Caithness Field Club Bulletin
1978 - October

THE PROSPECTS FOR BEEKEEPING IN CAITHNESS
D. Furneaux

The only species of the genus Apis which concerns the beekeeper is A. mellifica (or mellifera) that is honey bearer or honey maker. The reason for this is that this species has quite a unique method of passing the Winter. Other insects either hibernate in a mass, as do some ants, or else perish with the exception of the pregnant females, which hibernate individually. A. mellifica lay up a store of honey during Summer and cluster in a dense mass upon that hoard during the Winter, and survive by maintaining the heat of their cluster by assimilating the honey. It is this fact that gives this insect its economical value to mankind, for the storing instinct is diverted to our advantage, and we supply our tables with the honey which our bees have stored for their Winter support. It must also not be overlooked that in earlier times, the prime economic importance of the honey bee was as a producer of wax which was in great demand for the manufacture of candles.
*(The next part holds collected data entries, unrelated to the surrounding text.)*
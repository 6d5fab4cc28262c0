use std::collections::HashMap;
use std::sync::Arc;

use async_trait::async_trait;
use dashmap::DashMap;
use dashmap::mapref::entry::Entry;
use tokio::sync::RwLock;
use ulid::Ulid;

use crate::model::*;

use super::{AllocationStore, Conflict, FieldFilter, SharedSlotState, SlotState, StoreError};

/// Process-local store. Each slot is guarded by its own lock; the id index
/// makes id uniqueness global.
///
/// Lock order is always slot lock, then an `ids` shard, never the reverse.
pub struct InMemoryStore {
    slots: DashMap<Slot, SharedSlotState>,
    /// Reverse lookup: reservation id → slot
    ids: DashMap<Ulid, Slot>,
}

impl Default for InMemoryStore {
    fn default() -> Self {
        Self::new()
    }
}

impl InMemoryStore {
    pub fn new() -> Self {
        Self {
            slots: DashMap::new(),
            ids: DashMap::new(),
        }
    }

    /// Rebuild state from a replayed log. No locking: nothing else can see it yet.
    pub(super) fn from_events(events: &[Event]) -> Self {
        let mut slots: HashMap<Slot, SlotState> = HashMap::new();
        for event in events {
            let slot = event.slot();
            slots
                .entry(slot)
                .or_insert_with(|| SlotState::new(slot))
                .apply(event);
        }

        let store = Self::new();
        for (slot, state) in slots {
            for record in state.records() {
                store.ids.insert(record.id, slot);
            }
            store.slots.insert(slot, Arc::new(RwLock::new(state)));
        }
        store
    }

    pub fn len(&self) -> usize {
        self.ids.len()
    }

    pub fn is_empty(&self) -> bool {
        self.ids.is_empty()
    }

    /// Get or lazily create the state for a slot.
    pub(super) fn slot_state(&self, slot: Slot) -> SharedSlotState {
        self.slots
            .entry(slot)
            .or_insert_with(|| Arc::new(RwLock::new(SlotState::new(slot))))
            .value()
            .clone()
    }

    fn existing_slot(&self, slot: Slot) -> Option<SharedSlotState> {
        self.slots.get(&slot).map(|e| e.value().clone())
    }

    fn slot_states(&self) -> Vec<SharedSlotState> {
        self.slots.iter().map(|e| e.value().clone()).collect()
    }

    /// Both halves of the insert condition. On success the id is claimed, so
    /// the caller must either `apply` or `release_id`. Caller holds the slot
    /// write lock.
    pub(super) fn claim(
        &self,
        state: &SlotState,
        record: &AllocationRecord,
    ) -> Result<(), Conflict> {
        state.check_vacant(record)?;
        match self.ids.entry(record.id) {
            Entry::Occupied(_) => Err(Conflict::DuplicateId(record.id)),
            Entry::Vacant(e) => {
                e.insert(record.slot);
                Ok(())
            }
        }
    }

    pub(super) fn release_id(&self, id: &Ulid) {
        self.ids.remove(id);
    }

    /// Apply an event to slot state and keep the id index in step.
    pub(super) fn apply(&self, state: &mut SlotState, event: &Event) {
        state.apply(event);
        match event {
            Event::AllocationCommitted { record } => {
                self.ids.insert(record.id, record.slot);
            }
            Event::AllocationCancelled { id, .. } => {
                self.ids.remove(id);
            }
        }
    }

    /// Whether `record` is still the live holder of its key.
    pub(super) fn is_live(state: &SlotState, record: &AllocationRecord) -> bool {
        state
            .get(&record.resource_id)
            .is_some_and(|r| r.id == record.id)
    }

    async fn find_by_id(&self, id: &Ulid) -> Option<AllocationRecord> {
        let slot = self.ids.get(id).map(|e| *e.value())?;
        let shared = self.existing_slot(slot)?;
        let guard = shared.read().await;
        guard.find(id).cloned()
    }
}

#[async_trait]
impl AllocationStore for InMemoryStore {
    async fn query_by_slot(&self, slot: Slot) -> Result<Vec<AllocationRecord>, StoreError> {
        let Some(shared) = self.existing_slot(slot) else {
            return Ok(Vec::new());
        };
        let guard = shared.read().await;
        Ok(guard.records().cloned().collect())
    }

    async fn scan_all(&self) -> Result<Vec<AllocationRecord>, StoreError> {
        let mut all = Vec::with_capacity(self.len());
        for shared in self.slot_states() {
            let guard = shared.read().await;
            all.extend(guard.records().cloned());
        }
        all.sort_by(|a, b| (a.slot, &a.resource_id).cmp(&(b.slot, &b.resource_id)));
        Ok(all)
    }

    async fn scan_by_field(
        &self,
        filter: &FieldFilter,
    ) -> Result<Vec<AllocationRecord>, StoreError> {
        match filter {
            FieldFilter::Id(id) => Ok(self.find_by_id(id).await.into_iter().collect()),
            FieldFilter::Slot(slot) => self.query_by_slot(*slot).await,
            other => {
                let mut hits = self.scan_all().await?;
                hits.retain(|r| other.matches(r));
                Ok(hits)
            }
        }
    }

    async fn conditional_insert(&self, record: &AllocationRecord) -> Result<(), StoreError> {
        let shared = self.slot_state(record.slot);
        let mut guard = shared.write().await;
        self.claim(&guard, record)?;
        let event = Event::AllocationCommitted {
            record: record.clone(),
        };
        self.apply(&mut guard, &event);
        Ok(())
    }

    async fn delete(&self, record: &AllocationRecord) -> Result<bool, StoreError> {
        let Some(shared) = self.existing_slot(record.slot) else {
            return Ok(false);
        };
        let mut guard = shared.write().await;
        if !Self::is_live(&guard, record) {
            return Ok(false);
        }
        let event = Event::AllocationCancelled {
            id: record.id,
            slot: record.slot,
            resource_id: record.resource_id.clone(),
        };
        self.apply(&mut guard, &event);
        Ok(true)
    }
}
mod error;
mod mutations;
mod queries;
mod selection;

pub use error::EngineError;
pub use selection::best_fit;

use std::sync::Arc;
use std::time::Duration;

use crate::catalog::Catalog;
use crate::limits::MAX_ATTEMPTS;
use crate::store::AllocationStore;

/// How hard `make_allocation` tries before reporting contention.
#[derive(Debug, Clone, Copy, PartialEq, Eq)]
pub struct RetryPolicy {
    /// Commit attempts per request, including the first. At least 1.
    pub max_attempts: u32,
    /// Pause after a conflicting commit before re-querying.
    pub backoff: Duration,
}

impl Default for RetryPolicy {
    fn default() -> Self {
        Self {
            max_attempts: 3,
            backoff: Duration::ZERO,
        }
    }
}

impl RetryPolicy {
    pub fn new(max_attempts: u32, backoff: Duration) -> Self {
        Self {
            max_attempts: max_attempts.clamp(1, MAX_ATTEMPTS),
            backoff,
        }
    }
}

/// Reservation allocator.
///
/// Holds no locks and no mutable state: every caller runs its own
/// query/select/commit loop and the store's conditional insert decides
/// races. Share it as `Arc<Engine>`.
pub struct Engine {
    catalog: Arc<Catalog>,
    store: Arc<dyn AllocationStore>,
    retry: RetryPolicy,
}

impl Engine {
    pub fn new(catalog: Arc<Catalog>, store: Arc<dyn AllocationStore>) -> Self {
        Self::with_retry(catalog, store, RetryPolicy::default())
    }

    pub fn with_retry(
        catalog: Arc<Catalog>,
        store: Arc<dyn AllocationStore>,
        retry: RetryPolicy,
    ) -> Self {
        Self {
            catalog,
            store,
            retry,
        }
    }

    pub fn catalog(&self) -> &Catalog {
        &self.catalog
    }

    pub fn retry_policy(&self) -> RetryPolicy {
        self.retry
    }
}
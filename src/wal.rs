use std::fs::{self, File, OpenOptions};
use std::io::{self, BufReader, BufWriter, Read, Write};
use std::path::{Path, PathBuf};

use crate::model::Event;

/// Larger length prefixes can only come from a corrupt tail.
const MAX_ENTRY_LEN: usize = 1 << 20;

/// Serialize one event as `[len][bincode][crc32]`.
fn encode_entry(writer: &mut impl Write, event: &Event) -> io::Result<()> {
    let payload =
        bincode::serialize(event).map_err(|e| io::Error::new(io::ErrorKind::InvalidData, e))?;
    let len = u32::try_from(payload.len())
        .map_err(|_| io::Error::new(io::ErrorKind::InvalidData, "WAL entry too large"))?;
    writer.write_all(&len.to_le_bytes())?;
    writer.write_all(&payload)?;
    writer.write_all(&crc32fast::hash(&payload).to_le_bytes())?;
    Ok(())
}

/// Read one entry and its encoded length. `Ok(None)` means clean end of
/// log or a torn/corrupt tail.
fn decode_entry(reader: &mut impl Read) -> io::Result<Option<(Event, u64)>> {
    let mut len_buf = [0u8; 4];
    if !read_full(reader, &mut len_buf)? {
        return Ok(None);
    }
    let len = u32::from_le_bytes(len_buf) as usize;
    if len > MAX_ENTRY_LEN {
        return Ok(None);
    }
    let mut payload = vec![0u8; len];
    if !read_full(reader, &mut payload)? {
        return Ok(None);
    }
    let mut crc_buf = [0u8; 4];
    if !read_full(reader, &mut crc_buf)? {
        return Ok(None);
    }
    if u32::from_le_bytes(crc_buf) != crc32fast::hash(&payload) {
        return Ok(None);
    }
    let encoded_len = (len + 8) as u64;
    Ok(bincode::deserialize::<Event>(&payload)
        .ok()
        .map(|event| (event, encoded_len)))
}

/// `read_exact` that reports EOF as `false` instead of an error.
fn read_full(reader: &mut impl Read, buf: &mut [u8]) -> io::Result<bool> {
    match reader.read_exact(buf) {
        Ok(()) => Ok(true),
        Err(e) if e.kind() == io::ErrorKind::UnexpectedEof => Ok(false),
        Err(e) => Err(e),
    }
}

/// Intact entries in append order, and the byte length they cover.
fn read_log(path: &Path) -> io::Result<(Vec<Event>, u64)> {
    let file = match File::open(path) {
        Ok(f) => f,
        Err(e) if e.kind() == io::ErrorKind::NotFound => return Ok((Vec::new(), 0)),
        Err(e) => return Err(e),
    };
    let mut reader = BufReader::new(file);
    let mut events = Vec::new();
    let mut intact_len = 0;
    while let Some((event, len)) = decode_entry(&mut reader)? {
        events.push(event);
        intact_len += len;
    }
    Ok((events, intact_len))
}

fn open_append(path: &Path) -> io::Result<File> {
    OpenOptions::new()
        .create(true)
        .append(true)
        .open(path)
}

/// Append-only reservation log.
///
/// Entry layout: `[u32 LE: payload len][bincode Event][u32 LE: crc32(payload)]`.
/// A crash mid-append leaves a torn tail, which replay drops and `open`
/// cuts off before appending again.
///
/// Appends collect in `buf` until `flush_sync`. The file never holds more
/// than `synced_len` bytes of acknowledged entries: a failed flush cuts the
/// file back to that length and drops the buffer, so an entry whose caller
/// saw an error cannot reach disk with a later batch.
pub struct Wal {
    file: File,
    buf: Vec<u8>,
    /// Entries sitting in `buf`.
    buffered: u64,
    synced_len: u64,
    /// Set when a failed flush could not be rolled back.
    poisoned: bool,
    path: PathBuf,
    appends_since_compact: u64,
}

impl Wal {
    pub fn open(path: &Path) -> io::Result<Self> {
        let (_, intact_len) = read_log(path)?;
        let file = open_append(path)?;
        if file.metadata()?.len() > intact_len {
            file.set_len(intact_len)?;
        }
        Ok(Self {
            file,
            buf: Vec::new(),
            buffered: 0,
            synced_len: intact_len,
            poisoned: false,
            path: path.to_path_buf(),
            appends_since_compact: 0,
        })
    }

    /// Buffered append plus fsync. Tests only; the store batches through
    /// `append_buffered` + `flush_sync`.
    #[cfg(test)]
    pub fn append(&mut self, event: &Event) -> io::Result<()> {
        self.append_buffered(event)?;
        self.flush_sync()
    }

    /// Buffer an entry without writing it.
    pub fn append_buffered(&mut self, event: &Event) -> io::Result<()> {
        if self.poisoned {
            return Err(io::Error::other("WAL poisoned by an earlier failed flush"));
        }
        encode_entry(&mut self.buf, event)?;
        self.buffered += 1;
        Ok(())
    }

    /// Write and fsync everything buffered. On error nothing buffered
    /// survives, in memory or on disk.
    pub fn flush_sync(&mut self) -> io::Result<()> {
        if self.poisoned {
            return Err(io::Error::other("WAL poisoned by an earlier failed flush"));
        }
        let written = self
            .file
            .write_all(&self.buf)
            .and_then(|()| self.file.sync_all());
        if let Err(e) = written {
            self.discard_unsynced();
            return Err(e);
        }
        self.synced_len += self.buf.len() as u64;
        self.appends_since_compact += self.buffered;
        self.buf.clear();
        self.buffered = 0;
        Ok(())
    }

    /// Drop buffered entries and cut the file back to the last synced
    /// length. If the cut fails the log refuses further appends.
    pub fn discard_unsynced(&mut self) {
        self.buf.clear();
        self.buffered = 0;
        if let Err(e) = self.file.set_len(self.synced_len) {
            tracing::error!("WAL rollback to {} bytes failed: {e}", self.synced_len);
            self.poisoned = true;
        }
    }

    pub fn path(&self) -> &Path {
        &self.path
    }

    pub fn appends_since_compact(&self) -> u64 {
        self.appends_since_compact
    }

    fn compact_path(path: &Path) -> PathBuf {
        path.with_extension("wal.tmp")
    }

    /// Write the replacement log next to the live one and fsync it.
    pub fn write_compact_file(path: &Path, events: &[Event]) -> io::Result<()> {
        let mut writer = BufWriter::new(File::create(Self::compact_path(path))?);
        for event in events {
            encode_entry(&mut writer, event)?;
        }
        writer.flush()?;
        writer.get_ref().sync_all()
    }

    /// Rename the replacement over the live log and reopen for appends.
    pub fn swap_compact_file(&mut self) -> io::Result<()> {
        fs::rename(Self::compact_path(&self.path), &self.path)?;
        let file = open_append(&self.path)?;
        self.synced_len = file.metadata()?.len();
        self.file = file;
        self.buf.clear();
        self.buffered = 0;
        self.poisoned = false;
        self.appends_since_compact = 0;
        Ok(())
    }

    #[cfg(test)]
    pub fn compact(&mut self, events: &[Event]) -> io::Result<()> {
        Self::write_compact_file(&self.path, events)?;
        self.swap_compact_file()
    }

    /// Every intact entry, in append order. A missing file is an empty log.
    pub fn replay(path: &Path) -> io::Result<Vec<Event>> {
        read_log(path).map(|(events, _)| events)
    }
}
The original habitat of A. mellifica was Europe, as far east as the Caucasus, and the countries bordering the Mediterranean Sea. From Europe it had been taken by settlers to America, where it was called by the North American Indian the white man's fly, to Australia and New Zealand. In each of these countries large honey producing industries have been well established and in recent years China has become a major exporter of honey too.

The bees' most important role in nature is that of a pollinator, and the pollinating efficiency of A. mellifica is increased by a tendency to confine its activity to one type of blossom during a foraging sortie. As other forms of insect life are being eliminated by spraying and agricultural methods are becoming more intensive, the pollinating function of the honey bee is becoming economically more important.
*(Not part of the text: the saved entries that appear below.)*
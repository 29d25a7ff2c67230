mod types;

pub use types::*;

use anyhow::{Context, Result};
use std::path::Path;

/// Load configuration from a TOML file
pub fn load_config(path: &Path) -> Result<Config> {
    let content = std::fs::read_to_string(path)
        .with_context(|| format!("Failed to read config file: {:?}", path))?;

    let config = parse_config(&content)
        .with_context(|| format!("Failed to parse config file: {:?}", path))?;

    tracing::debug!("Loaded config from {:?}", path);
    Ok(config)
}

/// Parse and validate configuration from TOML text
pub fn parse_config(content: &str) -> Result<Config> {
    let config: Config = toml::from_str(content)?;
    validate_config(&config)?;
    Ok(config)
}

/// Load config from default locations or return default config
pub fn load_config_or_default(custom_path: Option<&Path>) -> Result<Config> {
    if let Some(path) = custom_path {
        return load_config(path);
    }

    // Try default locations
    let default_paths = [
        "./mkvstrip.toml",
        "~/.config/mkvstrip/config.toml",
        "/etc/mkvstrip/config.toml",
    ];

    for path_str in default_paths {
        let path = shellexpand::tilde(path_str);
        let path = Path::new(path.as_ref());
        if path.exists() {
            return load_config(path);
        }
    }

    Ok(Config::default())
}

/// Validate configuration
fn validate_config(config: &Config) -> Result<()> {
    if config.tools.timeout_secs == Some(0) {
        anyhow::bail!("tools.timeout_secs must be greater than 0 (omit it to wait indefinitely)");
    }

    if let Some(ref path) = config.tools.mkvmerge_path {
        if !path.exists() {
            tracing::warn!("Configured mkvmerge path does not exist: {:?}", path);
        }
    }

    let extension = config.batch.extension.trim_start_matches('.');
    if extension.is_empty() {
        anyhow::bail!("batch.extension cannot be empty");
    }

    if config.batch.backup_prefix.is_empty() {
        anyhow::bail!("batch.backup_prefix cannot be empty; the original would be overwritten");
    }

    if config.batch.temp_suffix.is_empty() {
        anyhow::bail!("batch.temp_suffix cannot be empty");
    }

    if config.batch.backup_prefix.contains(['/', '\\']) {
        anyhow::bail!("batch.backup_prefix must not contain path separators");
    }

    if config.batch.temp_suffix.contains(['/', '\\']) {
        anyhow::bail!("batch.temp_suffix must not contain path separators");
    }

    Ok(())
}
Perhaps the type of accommodation most people associate with the bee is the straw dome-type structure called a skep. Although skeps have not been used for many years by practical beekeepers we get our early impressions from the often delightful illustrations in children's books, and these are sometimes later reinforced by the illustrations on honey jar labels. Skeps were undoubtedly used from very early times and overlapped the introduction of the moveable frame hive in the latter half of the last century until well into the 1920s.
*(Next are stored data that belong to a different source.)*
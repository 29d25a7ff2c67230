//! Batch results and their console rendering.

use mkvstrip_av::{FailureKind, FileJob, SelectionOutcome, TrackDecision, TrackKind, TrackRecord};
use serde::Serialize;
use std::io::{self, Write};
use std::path::PathBuf;

/// What happened to one file.
#[derive(Debug, Clone, Serialize)]
#[serde(tag = "status", rename_all = "snake_case")]
pub enum FileOutcome {
    /// Remuxed and committed; the original now lives at `backup`.
    Remuxed { backup: PathBuf },
    /// Dry run: the remux that would have run.
    Planned { args: Vec<String> },
    /// Nothing to strip.
    NoWork,
    /// A per-file failure; the original is untouched unless `kind` is
    /// `commit`, in which case the message says where things are.
    Failed { kind: FailureKind, message: String },
}

/// Per-file entry of a [`BatchReport`].
#[derive(Debug, Clone, Serialize)]
pub struct FileReport {
    pub file: String,
    /// Present once identification succeeded.
    pub job: Option<FileJob>,
    pub outcome: FileOutcome,
}

/// Counts per outcome.
#[derive(Debug, Clone, Copy, Default, PartialEq, Eq, Serialize)]
pub struct Summary {
    pub total: usize,
    pub remuxed: usize,
    pub planned: usize,
    pub no_work: usize,
    /// Left alone because a requested language had no match or several.
    pub skipped: usize,
    pub failed: usize,
}

/// Aggregated result of one batch run.
#[derive(Debug, Clone, Serialize)]
pub struct BatchReport {
    pub input_directory: PathBuf,
    pub files: Vec<FileReport>,
}

impl BatchReport {
    pub fn new(input_directory: PathBuf) -> Self {
        Self {
            input_directory,
            files: Vec::new(),
        }
    }

    pub fn summary(&self) -> Summary {
        let mut summary = Summary {
            total: self.files.len(),
            ..Summary::default()
        };
        for file in &self.files {
            match file.outcome {
                FileOutcome::Remuxed { .. } => summary.remuxed += 1,
                FileOutcome::Planned { .. } => summary.planned += 1,
                FileOutcome::NoWork if file.job.as_ref().is_some_and(selection_skipped) => {
                    summary.skipped += 1
                }
                FileOutcome::NoWork => summary.no_work += 1,
                FileOutcome::Failed { .. } => summary.failed += 1,
            }
        }
        summary
    }

    pub fn has_failures(&self) -> bool {
        self.files
            .iter()
            .any(|f| matches!(f.outcome, FileOutcome::Failed { .. }))
    }

    /// Find a file's entry by name.
    pub fn file(&self, name: &str) -> Option<&FileReport> {
        self.files.iter().find(|f| f.file == name)
    }

    /// Print every identified inventory, before any selection is applied.
    pub fn write_track_listing(&self, out: &mut impl Write) -> io::Result<()> {
        for file in &self.files {
            writeln!(out, "{}", file.file)?;
            match &file.job {
                Some(job) => {
                    write_tracks(out, "Audio tracks", &job.inventory.audio)?;
                    write_tracks(out, "Subtitle tracks", &job.inventory.subtitle)?;
                }
                None => writeln!(out, " (identification failed)")?,
            }
            writeln!(out)?;
        }
        Ok(())
    }

    /// Print one line per file and a closing tally.
    pub fn write_summary(&self, out: &mut impl Write) -> io::Result<()> {
        for file in &self.files {
            let status = match &file.outcome {
                FileOutcome::Remuxed { backup } => {
                    let backup = backup
                        .file_name()
                        .map(|n| n.to_string_lossy().into_owned())
                        .unwrap_or_default();
                    format!("remuxed (original kept as {backup})")
                }
                FileOutcome::Planned { args } => format!("would run: mkvmerge {}", args.join(" ")),
                FileOutcome::NoWork => "no work to be done".to_string(),
                FileOutcome::Failed { message, .. } => format!("FAILED: {message}"),
            };
            writeln!(out, "{}: {}", file.file, status)?;

            if let Some(job) = &file.job {
                for kind in TrackKind::ALL {
                    if let Some(note) = describe_decision(kind, job.decision(kind)) {
                        writeln!(out, "    {note}")?;
                    }
                }
            }
        }

        let s = self.summary();
        writeln!(
            out,
            "\n{} files: {} remuxed, {} planned, {} no work, {} skipped, {} failed",
            s.total, s.remuxed, s.planned, s.no_work, s.skipped, s.failed
        )
    }
}

fn write_tracks(out: &mut impl Write, heading: &str, tracks: &[TrackRecord]) -> io::Result<()> {
    writeln!(out, " {heading}")?;
    for track in tracks {
        writeln!(out, "  {} is {}", track.id, track.language)?;
    }
    Ok(())
}

fn selection_skipped(job: &FileJob) -> bool {
    TrackKind::ALL.into_iter().any(|kind| {
        matches!(
            job.decision(kind),
            TrackDecision::Evaluated {
                outcome: SelectionOutcome::NoMatch | SelectionOutcome::Ambiguous { .. }
            }
        )
    })
}

/// One-line explanation of a decision worth mentioning.
fn describe_decision(kind: TrackKind, decision: &TrackDecision) -> Option<String> {
    match decision {
        TrackDecision::NotRequested => None,
        TrackDecision::Ineligible { track_count } => Some(format!(
            "{kind}: skipped, only {track_count} track(s) present"
        )),
        TrackDecision::Evaluated { outcome } => Some(match outcome {
            SelectionOutcome::NoMatch => format!("{kind}: skipped, no track in requested language"),
            SelectionOutcome::Ambiguous { candidates } => format!(
                "{kind}: skipped, ambiguous between tracks {}",
                join_ids(candidates)
            ),
            SelectionOutcome::Selected { keep } => {
                format!("{kind}: keeping track {}", join_ids(keep.ids()))
            }
        }),
    }
}

fn join_ids(ids: &[u32]) -> String {
    ids.iter()
        .map(|id| id.to_string())
        .collect::<Vec<_>>()
        .join(", ")
}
In Caithness slabs would be set on edge to enclose the three sides of a square, the open side facing South. A flat topped skep would be set on a slab within the enclosure. A thin stone slab with a central hole would be set on skep with the hole in line with a corresponding hole in the top of the skep. On the slab would be set a second skep which would act as an extension in which comb would be built and honey stored (honey is always stored above the brood nest). When towards the end of the year the colony contracted to the lower chamber the top skep containing honey would be removed. (This was probably the latest and most advanced form, of skep bee-keeping.) It had been the custom in other parts of the country to provide only one skep per colony. This would become overcrowded and the bees would swarm. The swarm containing the old queen and the older foraging bees would be caught and put in another skep. At the end of the season, provided the swarm issued early enough, it would contain largely combs of honey. A hole would be dug in the ground, some sulphur ignited in it and the skep held over the fumes. The bees would be killed and fail from the combs.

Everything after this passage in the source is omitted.